PROBLEM REQUIREMENTS: For each entry in the listing, produce an exact copy.

________________

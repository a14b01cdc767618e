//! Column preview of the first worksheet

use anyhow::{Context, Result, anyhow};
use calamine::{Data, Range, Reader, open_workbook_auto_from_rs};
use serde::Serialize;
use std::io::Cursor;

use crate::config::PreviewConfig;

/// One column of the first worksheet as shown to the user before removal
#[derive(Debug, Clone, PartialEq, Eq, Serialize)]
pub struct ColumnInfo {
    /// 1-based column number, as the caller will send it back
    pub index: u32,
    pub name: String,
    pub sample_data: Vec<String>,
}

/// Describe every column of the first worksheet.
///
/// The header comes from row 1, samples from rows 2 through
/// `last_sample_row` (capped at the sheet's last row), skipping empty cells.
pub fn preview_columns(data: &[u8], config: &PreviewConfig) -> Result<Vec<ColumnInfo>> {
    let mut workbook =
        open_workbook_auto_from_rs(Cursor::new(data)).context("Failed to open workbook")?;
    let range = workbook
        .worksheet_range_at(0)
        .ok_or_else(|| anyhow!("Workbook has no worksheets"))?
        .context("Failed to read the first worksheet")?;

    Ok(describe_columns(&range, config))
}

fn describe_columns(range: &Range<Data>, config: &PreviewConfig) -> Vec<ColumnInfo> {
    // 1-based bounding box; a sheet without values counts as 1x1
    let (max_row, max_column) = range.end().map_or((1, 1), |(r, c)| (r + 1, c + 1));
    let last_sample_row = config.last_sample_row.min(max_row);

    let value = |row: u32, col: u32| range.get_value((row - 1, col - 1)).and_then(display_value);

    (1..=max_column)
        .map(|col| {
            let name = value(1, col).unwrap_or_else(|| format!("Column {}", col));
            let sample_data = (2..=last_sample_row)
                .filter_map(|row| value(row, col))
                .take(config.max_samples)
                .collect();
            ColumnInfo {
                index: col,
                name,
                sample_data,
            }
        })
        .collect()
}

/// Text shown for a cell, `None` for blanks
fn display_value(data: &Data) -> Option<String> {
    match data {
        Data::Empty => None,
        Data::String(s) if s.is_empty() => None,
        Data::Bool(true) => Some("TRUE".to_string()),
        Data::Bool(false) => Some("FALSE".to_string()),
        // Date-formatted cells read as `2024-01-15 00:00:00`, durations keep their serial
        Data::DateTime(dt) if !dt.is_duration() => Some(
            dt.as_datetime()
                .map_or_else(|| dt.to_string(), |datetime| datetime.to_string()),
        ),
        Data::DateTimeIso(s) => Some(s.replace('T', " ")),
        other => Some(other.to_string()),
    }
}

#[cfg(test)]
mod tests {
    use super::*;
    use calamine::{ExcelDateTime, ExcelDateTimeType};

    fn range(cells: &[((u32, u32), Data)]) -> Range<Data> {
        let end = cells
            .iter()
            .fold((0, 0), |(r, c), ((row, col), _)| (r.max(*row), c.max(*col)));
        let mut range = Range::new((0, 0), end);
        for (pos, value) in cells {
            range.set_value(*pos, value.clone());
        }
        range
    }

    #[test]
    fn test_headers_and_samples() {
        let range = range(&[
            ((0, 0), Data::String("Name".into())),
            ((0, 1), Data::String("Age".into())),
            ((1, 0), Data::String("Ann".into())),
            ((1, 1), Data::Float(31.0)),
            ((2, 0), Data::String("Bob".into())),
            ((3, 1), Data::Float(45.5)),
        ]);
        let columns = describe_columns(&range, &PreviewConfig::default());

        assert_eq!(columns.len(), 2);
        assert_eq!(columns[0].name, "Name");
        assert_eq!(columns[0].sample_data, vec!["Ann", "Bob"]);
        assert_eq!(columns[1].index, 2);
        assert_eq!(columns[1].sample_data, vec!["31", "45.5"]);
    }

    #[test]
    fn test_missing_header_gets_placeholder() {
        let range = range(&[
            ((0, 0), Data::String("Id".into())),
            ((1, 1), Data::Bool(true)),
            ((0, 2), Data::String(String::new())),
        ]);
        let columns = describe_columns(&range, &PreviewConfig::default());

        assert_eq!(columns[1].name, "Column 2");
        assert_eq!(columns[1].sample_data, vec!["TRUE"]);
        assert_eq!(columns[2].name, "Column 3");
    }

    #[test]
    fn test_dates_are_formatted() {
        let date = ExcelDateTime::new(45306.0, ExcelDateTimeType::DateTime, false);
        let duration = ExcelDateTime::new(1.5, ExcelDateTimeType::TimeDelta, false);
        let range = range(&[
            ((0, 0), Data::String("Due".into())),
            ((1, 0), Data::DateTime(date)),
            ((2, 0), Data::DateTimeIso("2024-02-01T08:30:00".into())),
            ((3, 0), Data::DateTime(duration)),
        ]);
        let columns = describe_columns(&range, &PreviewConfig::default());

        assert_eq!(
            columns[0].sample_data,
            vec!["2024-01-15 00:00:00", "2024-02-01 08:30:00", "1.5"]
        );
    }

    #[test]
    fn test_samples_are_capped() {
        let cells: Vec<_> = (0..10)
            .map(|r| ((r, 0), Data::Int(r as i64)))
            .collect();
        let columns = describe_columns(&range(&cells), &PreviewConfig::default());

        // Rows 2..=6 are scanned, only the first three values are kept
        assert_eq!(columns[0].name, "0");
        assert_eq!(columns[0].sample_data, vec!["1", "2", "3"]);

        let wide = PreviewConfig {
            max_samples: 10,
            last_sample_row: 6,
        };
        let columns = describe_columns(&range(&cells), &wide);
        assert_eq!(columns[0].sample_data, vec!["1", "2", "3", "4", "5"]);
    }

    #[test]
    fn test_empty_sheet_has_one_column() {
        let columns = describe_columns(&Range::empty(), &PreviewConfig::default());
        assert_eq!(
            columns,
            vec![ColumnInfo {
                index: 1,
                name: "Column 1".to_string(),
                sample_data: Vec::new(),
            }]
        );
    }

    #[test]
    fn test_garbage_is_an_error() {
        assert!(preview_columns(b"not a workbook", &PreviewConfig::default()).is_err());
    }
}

________________

ANSWER TO THIS TASK:
repository a14b01cdc767618e
//! Column preview of the first worksheet

use anyhow::{Context, Result, anyhow};
use calamine::{Data, Range, Reader, open_workbook_auto_from_rs};
use serde::Serialize;
use std::io::Cursor;

use crate::config::PreviewConfig;

/// One column of the first worksheet as shown to the user before removal
#[derive(Debug, Clone, PartialEq, Eq, Serialize)]
pub struct ColumnInfo {
    /// 1-based column number, as the caller will send it back
    pub index: u32,
    pub name: String,
    pub sample_data: Vec<String>,
}

/// Describe every column of the first worksheet.
///
/// The header comes from row 1, samples from rows 2 through
/// `last_sample_row` (capped at the sheet's last row), skipping empty cells.
pub fn preview_columns(data: &[u8], config: &PreviewConfig) -> Result<Vec<ColumnInfo>> {
    let mut workbook =
        open_workbook_auto_from_rs(Cursor::new(data)).context("Failed to open workbook")?;
    let range = workbook
        .worksheet_range_at(0)
        .ok_or_else(|| anyhow!("Workbook has no worksheets"))?
        .context("Failed to read the first worksheet")?;

    Ok(describe_columns(&range, config))
}

fn describe_columns(range: &Range<Data>, config: &PreviewConfig) -> Vec<ColumnInfo> {
    // 1-based bounding box; a sheet without values counts as 1x1
    let (max_row, max_column) = range.end().map_or((1, 1), |(r, c)| (r + 1, c + 1));
    let last_sample_row = config.last_sample_row.min(max_row);

    let value = |row: u32, col: u32| range.get_value((row - 1, col - 1)).and_then(display_value);

    (1..=max_column)
        .map(|col| {
            let name = value(1, col).unwrap_or_else(|| format!("Column {}", col));
            let sample_data = (2..=last_sample_row)
                .filter_map(|row| value(row, col))
                .take(config.max_samples)
                .collect();
            ColumnInfo {
                index: col,
                name,
                sample_data,
            }
        })
        .collect()
}

/// Text shown for a cell, `None` for blanks
fn display_value(data: &Data) -> Option<String> {
    match data {
        Data::Empty => None,
        Data::String(s) if s.is_empty() => None,
        Data::Bool(true) => Some("TRUE".to_string()),
        Data::Bool(false) => Some("FALSE".to_string()),
        // Date-formatted cells read as `2024-01-15 00:00:00`, durations keep their serial
        Data::DateTime(dt) if !dt.is_duration() => Some(
            dt.as_datetime()
                .map_or_else(|| dt.to_string(), |datetime| datetime.to_string()),
        ),
        Data::DateTimeIso(s) => Some(s.replace('T', " ")),
        other => Some(other.to_string()),
    }
}

#[cfg(test)]
mod tests {
    use super::*;
    use calamine::{ExcelDateTime, ExcelDateTimeType};

    fn range(cells: &[((u32, u32), Data)]) -> Range<Data> {
        let end = cells
            .iter()
            .fold((0, 0), |(r, c), ((row, col), _)| (r.max(*row), c.max(*col)));
        let mut range = Range::new((0, 0), end);
        for (pos, value) in cells {
            range.set_value(*pos, value.clone());
        }
        range
    }

    #[test]
    fn test_headers_and_samples() {
        let range = range(&[
            ((0, 0), Data::String("Name".into())),
            ((0, 1), Data::String("Age".into())),
            ((1, 0), Data::String("Ann".into())),
            ((1, 1), Data::Float(31.0)),
            ((2, 0), Data::String("Bob".into())),
            ((3, 1), Data::Float(45.5)),
        ]);
        let columns = describe_columns(&range, &PreviewConfig::default());

        assert_eq!(columns.len(), 2);
        assert_eq!(columns[0].name, "Name");
        assert_eq!(columns[0].sample_data, vec!["Ann", "Bob"]);
        assert_eq!(columns[1].index, 2);
        assert_eq!(columns[1].sample_data, vec!["31", "45.5"]);
    }

    #[test]
    fn test_missing_header_gets_placeholder() {
        let range = range(&[
            ((0, 0), Data::String("Id".into())),
            ((1, 1), Data::Bool(true)),
            ((0, 2), Data::String(String::new())),
        ]);
        let columns = describe_columns(&range, &PreviewConfig::default());

        assert_eq!(columns[1].name, "Column 2");
        assert_eq!(columns[1].sample_data, vec!["TRUE"]);
        assert_eq!(columns[2].name, "Column 3");
    }

    #[test]
    fn test_dates_are_formatted() {
        let date = ExcelDateTime::new(45306.0, ExcelDateTimeType::DateTime, false);
        let duration = ExcelDateTime::new(1.5, ExcelDateTimeType::TimeDelta, false);
        let range = range(&[
            ((0, 0), Data::String("Due".into())),
            ((1, 0), Data::DateTime(date)),
            ((2, 0), Data::DateTimeIso("2024-02-01T08:30:00".into())),
            ((3, 0), Data::DateTime(duration)),
        ]);
        let columns = describe_columns(&range, &PreviewConfig::default());

        assert_eq!(
            columns[0].sample_data,
            vec!["2024-01-15 00:00:00", "2024-02-01 08:30:00", "1.5"]
        );
    }

    #[test]
    fn test_samples_are_capped() {
        let cells: Vec<_> = (0..10)
            .map(|r| ((r, 0), Data::Int(r as i64)))
            .collect();
        let columns = describe_columns(&range(&cells), &PreviewConfig::default());

        // Rows 2..=6 are scanned, only the first three values are kept
        assert_eq!(columns[0].name, "0");
        assert_eq!(columns[0].sample_data, vec!["1", "2", "3"]);

        let wide = PreviewConfig {
            max_samples: 10,
            last_sample_row: 6,
        };
        let columns = describe_columns(&range(&cells), &wide);
        assert_eq!(columns[0].sample_data, vec!["1", "2", "3", "4", "5"]);
    }

    #[test]
    fn test_empty_sheet_has_one_column() {
        let columns = describe_columns(&Range::empty(), &PreviewConfig::default());
        assert_eq!(
            columns,
            vec![ColumnInfo {
                index: 1,
                name: "Column 1".to_string(),
                sample_data: Vec::new(),
            }]
        );
    }

    #[test]
    fn test_garbage_is_an_error() {
        assert!(preview_columns(b"not a workbook", &PreviewConfig::default()).is_err());
    }
}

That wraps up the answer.